The municipality’s Community Development Department is recommending council direct staff to develop a proposal to introduce a Municipal Accommodations Tax (MAT) – which is levied on visitors, rather than locals.

At Thursday’s Committee of the Whole meeting, staff will show that the projection of gross revenue from MAT in the County could translate annually to approximately $836,500. The projection is based on estimates for annual occupancy percentage of 53 per cent; average daily room rate of $175 and average annual short-term accommodation income of $7,800.

During recent consultations regarding short-term accommodations, there was significant feedback on the need for the County to explore the MAT.

In December 2017, the Ontario government passed legislation that gives municipalities the authority to implement MAT, potentially representing a significant new revenue source for the municipality.

Staff is recommending an internal task team study transient accommodation tax in consultation with the accommodations sector – considering implications on the economy, administration costs and how to collect it.

Todd Davis, Community Development Supervisor, notes in his report there is a distinction to be made between MAT and ‘Destination Marketing Fees’ (DMF) which are already in place across the country.

DMF are industry-led initiatives collected by tourism operators on a voluntary basis.
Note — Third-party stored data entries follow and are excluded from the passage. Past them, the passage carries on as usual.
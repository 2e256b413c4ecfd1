//! Route definitions for registration and login.

use axum::routing::post;
use axum::Router;

use super::{endpoint, Access, Endpoint};
use crate::handlers::auth;
use crate::state::AppState;

pub const ENDPOINTS: &[Endpoint] = &[
    endpoint("POST", "/register", Access::Public),
    endpoint("POST", "/login", Access::Public),
];

/// ```text
/// POST /register  -> register
/// POST /login     -> login
/// ```
pub fn router() -> Router<AppState> {
    Router::new()
        .route("/register", post(auth::register))
        .route("/login", post(auth::login))
}
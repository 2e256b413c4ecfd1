//! Route definitions for the `/people` resource.

use axum::routing::get;
use axum::Router;

use super::{endpoint, Access, Endpoint};
use crate::handlers::people;
use crate::state::AppState;

pub const ENDPOINTS: &[Endpoint] = &[
    endpoint("GET", "/people", Access::Public),
    endpoint("POST", "/people", Access::Public),
    endpoint("GET", "/people/{id}", Access::Public),
];

/// ```text
/// GET, POST  /people       -> list, create
/// GET        /people/{id}  -> get_by_id
/// ```
pub fn router() -> Router<AppState> {
    Router::new()
        .route("/people", get(people::list).post(people::create))
        .route("/people/{id}", get(people::get_by_id))
}
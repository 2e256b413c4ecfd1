//! Repository for the `users` table.

use sqlx::SqlitePool;

use crate::models::user::{CreateUser, User};

/// Column list shared across queries to avoid repetition.
const COLUMNS: &str = "id, email, password_hash, is_active";

/// Provides create and lookup operations for users.
pub struct UserRepo;

impl UserRepo {
    /// Insert a new active user, returning the created row.
    ///
    /// Fails with a unique violation if the email is already registered.
    pub async fn create(pool: &SqlitePool, input: &CreateUser) -> Result<User, sqlx::Error> {
        let query = format!(
            "INSERT INTO users (email, password_hash, is_active)
             VALUES (?, ?, 1)
             RETURNING {COLUMNS}"
        );
        sqlx::query_as::<_, User>(&query)
            .bind(&input.email)
            .bind(&input.password_hash)
            .fetch_one(pool)
            .await
    }

    /// Find a user by email (exact, case-sensitive match).
    pub async fn find_by_email(
        pool: &SqlitePool,
        email: &str,
    ) -> Result<Option<User>, sqlx::Error> {
        let query = format!("SELECT {COLUMNS} FROM users WHERE email = ?");
        sqlx::query_as::<_, User>(&query)
            .bind(email)
            .fetch_optional(pool)
            .await
    }

    /// List all users in registration order.
    pub async fn list(pool: &SqlitePool) -> Result<Vec<User>, sqlx::Error> {
        let query = format!("SELECT {COLUMNS} FROM users ORDER BY id");
        sqlx::query_as::<_, User>(&query).fetch_all(pool).await
    }
}
//! Shared response shapes for API handlers.

use serde::Serialize;

/// `{ "msg": "..." }` confirmation body returned by mutations.
#[derive(Debug, Serialize)]
pub struct MessageResponse {
    pub msg: &'static str,
}

impl MessageResponse {
    pub fn new(msg: &'static str) -> Self {
        Self { msg }
    }
}
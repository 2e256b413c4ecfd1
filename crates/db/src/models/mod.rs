//! Row models and DTOs.
//!
//! Each submodule contains:
//! - A `FromRow` struct matching the database row
//! - A create DTO for inserts
//! - A `Serialize` response shape where the row itself must not be exposed

pub mod favorite;
pub mod person;
pub mod planet;
pub mod user;
//! User entity model and DTOs.

use holonet_core::types::DbId;
use serde::Serialize;
use sqlx::FromRow;

/// Full user row from the `users` table.
///
/// Contains the password hash -- NEVER serialize this to API responses directly.
/// Use [`UserResponse`] for external-facing output.
#[derive(Debug, Clone, FromRow)]
pub struct User {
    pub id: DbId,
    pub email: String,
    pub password_hash: String,
    pub is_active: bool,
}

/// Safe user representation for API responses (no password hash).
#[derive(Debug, Clone, Serialize)]
pub struct UserResponse {
    pub id: DbId,
    pub email: String,
}

impl From<User> for UserResponse {
    fn from(user: User) -> Self {
        Self {
            id: user.id,
            email: user.email,
        }
    }
}

/// DTO for creating a new user. New users are always active.
#[derive(Debug)]
pub struct CreateUser {
    pub email: String,
    pub password_hash: String,
}
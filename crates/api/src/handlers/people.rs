//! Handlers for the `/people` resource.

use axum::extract::State;
use axum::http::StatusCode;
use axum::Json;
use holonet_core::error::CoreError;
use holonet_db::models::person::{CreatePerson, Person};
use holonet_db::repositories::PersonRepo;
use serde::Deserialize;
use validator::Validate;

use crate::error::{AppError, AppResult};
use crate::extract::{invalid_fields_message, IdPath, ValidatedJson};
use crate::state::AppState;

/// Request body for `POST /people`.
///
/// `height` and `mass` may be any integer except zero, which counts as
/// missing. Negative values are stored as given.
#[derive(Debug, Deserialize, Validate)]
pub struct CreatePersonRequest {
    #[validate(required, length(min = 1))]
    pub name: Option<String>,
    #[validate(required)]
    pub height: Option<i64>,
    #[validate(required)]
    pub mass: Option<i64>,
}

impl TryFrom<CreatePersonRequest> for CreatePerson {
    type Error = AppError;

    fn try_from(input: CreatePersonRequest) -> Result<Self, Self::Error> {
        let zeroed: Vec<&str> = [("height", input.height), ("mass", input.mass)]
            .into_iter()
            .filter(|(_, value)| *value == Some(0))
            .map(|(field, _)| field)
            .collect();
        if !zeroed.is_empty() {
            return Err(AppError::Core(CoreError::Validation(
                invalid_fields_message(zeroed),
            )));
        }

        match (input.name, input.height, input.mass) {
            (Some(name), Some(height), Some(mass)) => Ok(CreatePerson { name, height, mass }),
            _ => Err(AppError::Core(CoreError::Validation(
                "Name, height and mass are required".into(),
            ))),
        }
    }
}

/// POST /people
pub async fn create(
    State(state): State<AppState>,
    ValidatedJson(input): ValidatedJson<CreatePersonRequest>,
) -> AppResult<(StatusCode, Json<Person>)> {
    let input = CreatePerson::try_from(input)?;
    let person = PersonRepo::create(&state.pool, &input).await?;
    tracing::info!(person_id = person.id, "Person created");
    Ok((StatusCode::CREATED, Json(person)))
}

/// GET /people
pub async fn list(State(state): State<AppState>) -> AppResult<Json<Vec<Person>>> {
    let people = PersonRepo::list(&state.pool).await?;
    Ok(Json(people))
}

/// GET /people/{id}
pub async fn get_by_id(
    State(state): State<AppState>,
    IdPath(id): IdPath,
) -> AppResult<Json<Person>> {
    let person = PersonRepo::find_by_id(&state.pool, id)
        .await?
        .ok_or(AppError::Core(CoreError::not_found("Person", id)))?;
    Ok(Json(person))
}
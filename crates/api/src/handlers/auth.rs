//! Handlers for registration and login.

use axum::extract::State;
use axum::http::StatusCode;
use axum::Json;
use holonet_core::error::CoreError;
use holonet_db::models::user::CreateUser;
use holonet_db::repositories::UserRepo;
use serde::{Deserialize, Serialize};
use validator::Validate;

use crate::auth::jwt::generate_access_token;
use crate::auth::password::{hash_password, verify_password};
use crate::error::{AppError, AppResult};
use crate::extract::ValidatedJson;
use crate::response::MessageResponse;
use crate::state::AppState;

const EMAIL_TAKEN: &str = "Email already registered";
const INVALID_CREDENTIALS: &str = "Invalid credentials";

// ---------------------------------------------------------------------------
// Request / response types
// ---------------------------------------------------------------------------

/// Request body for `POST /register` and `POST /login`.
///
/// Both fields are optional at the serde level so that a missing field is
/// reported as a validation error rather than a parse error.
#[derive(Debug, Deserialize, Validate)]
pub struct CredentialsRequest {
    #[validate(required, length(min = 1))]
    pub email: Option<String>,
    #[validate(required, length(min = 1))]
    pub password: Option<String>,
}

impl CredentialsRequest {
    /// Borrow the validated fields.
    fn fields(&self) -> AppResult<(&str, &str)> {
        match (self.email.as_deref(), self.password.as_deref()) {
            (Some(email), Some(password)) => Ok((email, password)),
            _ => Err(AppError::Core(CoreError::Validation(
                "Email and password are required".into(),
            ))),
        }
    }
}

/// Successful login response.
#[derive(Debug, Serialize)]
pub struct LoginResponse {
    pub access_token: String,
    /// Access token lifetime in seconds.
    pub expires_in: i64,
}

// ---------------------------------------------------------------------------
// Handlers
// ---------------------------------------------------------------------------

/// POST /register
///
/// Create an active user with a hashed password. Does not log the user in.
pub async fn register(
    State(state): State<AppState>,
    ValidatedJson(input): ValidatedJson<CredentialsRequest>,
) -> AppResult<(StatusCode, Json<MessageResponse>)> {
    let (email, password) = input.fields()?;

    if UserRepo::find_by_email(&state.pool, email).await?.is_some() {
        return Err(AppError::Core(CoreError::Conflict(EMAIL_TAKEN.into())));
    }

    let password_hash = hash_password(password)
        .map_err(|e| AppError::InternalError(format!("Password hashing error: {e}")))?;

    let create_dto = CreateUser {
        email: email.to_string(),
        password_hash,
    };

    let user = UserRepo::create(&state.pool, &create_dto)
        .await
        .map_err(|e| {
            if holonet_db::is_unique_violation(&e) {
                AppError::Core(CoreError::Conflict(EMAIL_TAKEN.into()))
            } else {
                AppError::Database(e)
            }
        })?;

    tracing::info!(user_id = user.id, "User registered");

    Ok((
        StatusCode::CREATED,
        Json(MessageResponse::new("User created successfully")),
    ))
}

/// POST /login
///
/// Verify email + password and issue a bearer access token.
pub async fn login(
    State(state): State<AppState>,
    ValidatedJson(input): ValidatedJson<CredentialsRequest>,
) -> AppResult<Json<LoginResponse>> {
    let (email, password) = input.fields()?;

    let user = UserRepo::find_by_email(&state.pool, email)
        .await?
        .ok_or_else(|| AppError::Core(CoreError::Unauthorized(INVALID_CREDENTIALS.into())))?;

    let password_valid = verify_password(password, &user.password_hash)
        .map_err(|e| AppError::InternalError(format!("Password verification error: {e}")))?;

    if !password_valid {
        tracing::info!(user_id = user.id, "Login rejected: wrong password");
        return Err(AppError::Core(CoreError::Unauthorized(
            INVALID_CREDENTIALS.into(),
        )));
    }

    let access_token = generate_access_token(user.id, &state.config.jwt)
        .map_err(|e| AppError::InternalError(format!("Token generation error: {e}")))?;

    tracing::info!(user_id = user.id, "User logged in");

    Ok(Json(LoginResponse {
        access_token,
        expires_in: state.config.jwt.expires_in_secs(),
    }))
}
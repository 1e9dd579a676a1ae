//! CSV ingestion: conversion helpers, the positional record parser, the
//! matching writer and the fail-fast import pipeline.

pub mod conversion;
pub mod csv_parser;
pub mod csv_writer;
pub mod import;
pub mod schema;

pub use csv_parser::{CsvRecordParser, ParsedRecords, RowErrorPolicy, RowFields};
pub use csv_writer::write_records;
pub use import::{import_records, ImportPipeline, ImportSummary};
pub use schema::CsvRecord;
//! HTTP request handlers organized by resource

pub mod health;
pub mod import;
pub mod records;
The funds give accommodation providers and tourism operators a means to support regional tourism marketing. The fees are not legislated by the government and the money collected do not go to provincial or municipal governments. The fees typically appear on invoices from the hotel, restaurant or attraction.

“A DMF has not existed in Prince Edward County until quite recently, with the newly
formed Prince Edward County Accommodation Association (PECAA),” Davis states. “Prior to the formation of this new group, a limited number of local accommodators contributed to the Quinte Accommodations and Attractions Association (QAAA) – a DMF composed of
mostly branded hotel members within the Bay of Quinte region. Fees collected by their
members were remitted to QAAA and used to market the area through the Bay of Quinte
Regional Marketing Board. ”

Davis explains that through amendments to the City of Toronto Act and the Municipal Act last December, single and lower tier municipalities can impose a tax on transient accommodations – including any roofed accommodations that rent consecutive room nights of less than 30 days.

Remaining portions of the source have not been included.